- **Given entries**:
+ + +

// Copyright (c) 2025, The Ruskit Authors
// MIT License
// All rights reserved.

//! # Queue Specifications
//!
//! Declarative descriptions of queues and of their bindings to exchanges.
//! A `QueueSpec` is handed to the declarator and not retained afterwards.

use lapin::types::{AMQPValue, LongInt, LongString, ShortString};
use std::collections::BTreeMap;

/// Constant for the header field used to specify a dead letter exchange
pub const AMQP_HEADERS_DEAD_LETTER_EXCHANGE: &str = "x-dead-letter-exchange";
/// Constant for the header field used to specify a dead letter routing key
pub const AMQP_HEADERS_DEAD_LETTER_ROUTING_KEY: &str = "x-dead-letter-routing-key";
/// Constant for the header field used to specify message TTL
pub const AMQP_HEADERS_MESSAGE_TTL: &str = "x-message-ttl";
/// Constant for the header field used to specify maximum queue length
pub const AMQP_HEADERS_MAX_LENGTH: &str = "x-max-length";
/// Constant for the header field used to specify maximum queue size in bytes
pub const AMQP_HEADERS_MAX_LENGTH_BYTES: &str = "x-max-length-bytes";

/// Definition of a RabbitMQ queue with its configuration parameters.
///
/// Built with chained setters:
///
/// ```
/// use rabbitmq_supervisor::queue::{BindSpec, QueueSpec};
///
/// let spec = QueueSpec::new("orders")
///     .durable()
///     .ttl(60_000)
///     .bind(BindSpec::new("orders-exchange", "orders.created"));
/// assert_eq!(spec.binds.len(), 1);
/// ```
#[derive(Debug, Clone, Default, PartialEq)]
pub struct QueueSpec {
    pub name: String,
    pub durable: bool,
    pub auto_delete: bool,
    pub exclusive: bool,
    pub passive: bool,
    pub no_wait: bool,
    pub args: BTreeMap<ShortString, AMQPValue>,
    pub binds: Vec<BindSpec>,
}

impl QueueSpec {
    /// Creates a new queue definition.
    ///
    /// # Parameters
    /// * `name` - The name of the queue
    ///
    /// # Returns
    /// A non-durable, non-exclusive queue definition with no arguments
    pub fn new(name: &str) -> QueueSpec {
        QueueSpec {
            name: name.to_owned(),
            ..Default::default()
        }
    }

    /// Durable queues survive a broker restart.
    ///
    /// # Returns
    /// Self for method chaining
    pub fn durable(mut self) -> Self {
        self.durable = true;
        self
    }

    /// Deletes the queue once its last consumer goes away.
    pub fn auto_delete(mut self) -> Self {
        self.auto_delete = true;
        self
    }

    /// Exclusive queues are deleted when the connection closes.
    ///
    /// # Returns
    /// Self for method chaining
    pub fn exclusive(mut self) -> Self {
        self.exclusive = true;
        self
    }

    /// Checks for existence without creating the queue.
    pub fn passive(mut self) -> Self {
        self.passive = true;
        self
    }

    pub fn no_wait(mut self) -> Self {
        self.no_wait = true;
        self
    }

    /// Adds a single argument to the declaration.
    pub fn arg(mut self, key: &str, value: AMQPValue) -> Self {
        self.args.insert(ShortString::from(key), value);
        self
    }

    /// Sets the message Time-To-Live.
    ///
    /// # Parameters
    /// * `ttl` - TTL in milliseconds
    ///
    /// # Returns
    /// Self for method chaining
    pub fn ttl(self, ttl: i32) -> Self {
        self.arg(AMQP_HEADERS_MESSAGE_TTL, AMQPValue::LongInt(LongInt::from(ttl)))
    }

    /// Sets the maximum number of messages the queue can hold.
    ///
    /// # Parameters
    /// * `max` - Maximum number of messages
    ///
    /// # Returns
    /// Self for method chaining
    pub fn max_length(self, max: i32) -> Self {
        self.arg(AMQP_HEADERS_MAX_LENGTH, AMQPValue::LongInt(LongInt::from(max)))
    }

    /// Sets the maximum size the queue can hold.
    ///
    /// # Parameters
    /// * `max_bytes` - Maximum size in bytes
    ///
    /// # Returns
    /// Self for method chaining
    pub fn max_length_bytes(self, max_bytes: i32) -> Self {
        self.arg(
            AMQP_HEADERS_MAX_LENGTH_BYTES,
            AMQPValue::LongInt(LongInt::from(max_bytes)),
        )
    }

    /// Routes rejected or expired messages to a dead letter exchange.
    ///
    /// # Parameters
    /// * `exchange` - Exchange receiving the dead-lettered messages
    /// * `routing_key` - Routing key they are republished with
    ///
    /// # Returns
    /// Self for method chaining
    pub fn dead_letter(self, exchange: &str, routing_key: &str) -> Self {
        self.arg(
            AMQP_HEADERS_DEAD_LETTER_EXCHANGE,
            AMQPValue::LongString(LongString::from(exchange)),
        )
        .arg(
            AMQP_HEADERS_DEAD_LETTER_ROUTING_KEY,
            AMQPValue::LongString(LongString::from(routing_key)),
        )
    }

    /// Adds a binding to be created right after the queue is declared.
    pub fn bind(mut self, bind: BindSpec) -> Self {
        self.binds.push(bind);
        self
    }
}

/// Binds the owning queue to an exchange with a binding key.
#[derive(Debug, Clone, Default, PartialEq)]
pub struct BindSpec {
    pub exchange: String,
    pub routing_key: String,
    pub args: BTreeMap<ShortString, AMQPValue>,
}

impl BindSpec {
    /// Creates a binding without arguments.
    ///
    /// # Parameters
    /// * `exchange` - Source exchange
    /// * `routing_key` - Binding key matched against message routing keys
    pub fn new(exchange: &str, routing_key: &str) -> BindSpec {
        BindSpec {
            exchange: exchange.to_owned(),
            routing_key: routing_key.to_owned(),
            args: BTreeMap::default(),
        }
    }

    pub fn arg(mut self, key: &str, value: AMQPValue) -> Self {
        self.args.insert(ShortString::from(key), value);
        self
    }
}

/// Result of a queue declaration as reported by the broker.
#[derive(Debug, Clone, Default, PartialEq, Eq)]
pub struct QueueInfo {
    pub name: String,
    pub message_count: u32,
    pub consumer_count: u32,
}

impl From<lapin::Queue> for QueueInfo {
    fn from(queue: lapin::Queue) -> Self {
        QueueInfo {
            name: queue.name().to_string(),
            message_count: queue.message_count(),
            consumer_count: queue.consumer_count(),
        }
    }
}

+ + +

- **Work to complete**:
Each line shown above must be repeated exactly.

- **Solution to the problem**:
// Copyright (c) 2025, The Ruskit Authors
// MIT License
// All rights reserved.

//! # Queue Specifications
//!
//! Declarative descriptions of queues and of their bindings to exchanges.
//! A `QueueSpec` is handed to the declarator and not retained afterwards.

use lapin::types::{AMQPValue, LongInt, LongString, ShortString};
use std::collections::BTreeMap;

/// Constant for the header field used to specify a dead letter exchange
pub const AMQP_HEADERS_DEAD_LETTER_EXCHANGE: &str = "x-dead-letter-exchange";
/// Constant for the header field used to specify a dead letter routing key
pub const AMQP_HEADERS_DEAD_LETTER_ROUTING_KEY: &str = "x-dead-letter-routing-key";
/// Constant for the header field used to specify message TTL
pub const AMQP_HEADERS_MESSAGE_TTL: &str = "x-message-ttl";
/// Constant for the header field used to specify maximum queue length
pub const AMQP_HEADERS_MAX_LENGTH: &str = "x-max-length";
/// Constant for the header field used to specify maximum queue size in bytes
pub const AMQP_HEADERS_MAX_LENGTH_BYTES: &str = "x-max-length-bytes";

/// Definition of a RabbitMQ queue with its configuration parameters.
///
/// Built with chained setters:
///
/// ```
/// use rabbitmq_supervisor::queue::{BindSpec, QueueSpec};
///
/// let spec = QueueSpec::new("orders")
///     .durable()
///     .ttl(60_000)
///     .bind(BindSpec::new("orders-exchange", "orders.created"));
/// assert_eq!(spec.binds.len(), 1);
/// ```
#[derive(Debug, Clone, Default, PartialEq)]
pub struct QueueSpec {
    pub name: String,
    pub durable: bool,
    pub auto_delete: bool,
    pub exclusive: bool,
    pub passive: bool,
    pub no_wait: bool,
    pub args: BTreeMap<ShortString, AMQPValue>,
    pub binds: Vec<BindSpec>,
}

impl QueueSpec {
    /// Creates a new queue definition.
    ///
    /// # Parameters
    /// * `name` - The name of the queue
    ///
    /// # Returns
    /// A non-durable, non-exclusive queue definition with no arguments
    pub fn new(name: &str) -> QueueSpec {
        QueueSpec {
            name: name.to_owned(),
            ..Default::default()
        }
    }

    /// Durable queues survive a broker restart.
    ///
    /// # Returns
    /// Self for method chaining
    pub fn durable(mut self) -> Self {
        self.durable = true;
        self
    }

    /// Deletes the queue once its last consumer goes away.
    pub fn auto_delete(mut self) -> Self {
        self.auto_delete = true;
        self
    }

    /// Exclusive queues are deleted when the connection closes.
    ///
    /// # Returns
    /// Self for method chaining
    pub fn exclusive(mut self) -> Self {
        self.exclusive = true;
        self
    }

    /// Checks for existence without creating the queue.
    pub fn passive(mut self) -> Self {
        self.passive = true;
        self
    }

    pub fn no_wait(mut self) -> Self {
        self.no_wait = true;
        self
    }

    /// Adds a single argument to the declaration.
    pub fn arg(mut self, key: &str, value: AMQPValue) -> Self {
        self.args.insert(ShortString::from(key), value);
        self
    }

    /// Sets the message Time-To-Live.
    ///
    /// # Parameters
    /// * `ttl` - TTL in milliseconds
    ///
    /// # Returns
    /// Self for method chaining
    pub fn ttl(self, ttl: i32) -> Self {
        self.arg(AMQP_HEADERS_MESSAGE_TTL, AMQPValue::LongInt(LongInt::from(ttl)))
    }

    /// Sets the maximum number of messages the queue can hold.
    ///
    /// # Parameters
    /// * `max` - Maximum number of messages
    ///
    /// # Returns
    /// Self for method chaining
    pub fn max_length(self, max: i32) -> Self {
        self.arg(AMQP_HEADERS_MAX_LENGTH, AMQPValue::LongInt(LongInt::from(max)))
    }

    /// Sets the maximum size the queue can hold.
    ///
    /// # Parameters
    /// * `max_bytes` - Maximum size in bytes
    ///
    /// # Returns
    /// Self for method chaining
    pub fn max_length_bytes(self, max_bytes: i32) -> Self {
        self.arg(
            AMQP_HEADERS_MAX_LENGTH_BYTES,
            AMQPValue::LongInt(LongInt::from(max_bytes)),
        )
    }

    /// Routes rejected or expired messages to a dead letter exchange.
    ///
    /// # Parameters
    /// * `exchange` - Exchange receiving the dead-lettered messages
    /// * `routing_key` - Routing key they are republished with
    ///
    /// # Returns
    /// Self for method chaining
    pub fn dead_letter(self, exchange: &str, routing_key: &str) -> Self {
        self.arg(
            AMQP_HEADERS_DEAD_LETTER_EXCHANGE,
            AMQPValue::LongString(LongString::from(exchange)),
        )
        .arg(
            AMQP_HEADERS_DEAD_LETTER_ROUTING_KEY,
            AMQPValue::LongString(LongString::from(routing_key)),
        )
    }

    /// Adds a binding to be created right after the queue is declared.
    pub fn bind(mut self, bind: BindSpec) -> Self {
        self.binds.push(bind);
        self
    }
}

/// Binds the owning queue to an exchange with a binding key.
#[derive(Debug, Clone, Default, PartialEq)]
pub struct BindSpec {
    pub exchange: String,
    pub routing_key: String,
    pub args: BTreeMap<ShortString, AMQPValue>,
}

impl BindSpec {
    /// Creates a binding without arguments.
    ///
    /// # Parameters
    /// * `exchange` - Source exchange
    /// * `routing_key` - Binding key matched against message routing keys
    pub fn new(exchange: &str, routing_key: &str) -> BindSpec {
        BindSpec {
            exchange: exchange.to_owned(),
            routing_key: routing_key.to_owned(),
            args: BTreeMap::default(),
        }
    }

    pub fn arg(mut self, key: &str, value: AMQPValue) -> Self {
        self.args.insert(ShortString::from(key), value);
        self
    }
}

/// Result of a queue declaration as reported by the broker.
#[derive(Debug, Clone, Default, PartialEq, Eq)]
pub struct QueueInfo {
    pub name: String,
    pub message_count: u32,
    pub consumer_count: u32,
}

impl From<lapin::Queue> for QueueInfo {
    fn from(queue: lapin::Queue) -> Self {
        QueueInfo {
            name: queue.name().to_string(),
            message_count: queue.message_count(),
            consumer_count: queue.consumer_count(),
        }
    }
}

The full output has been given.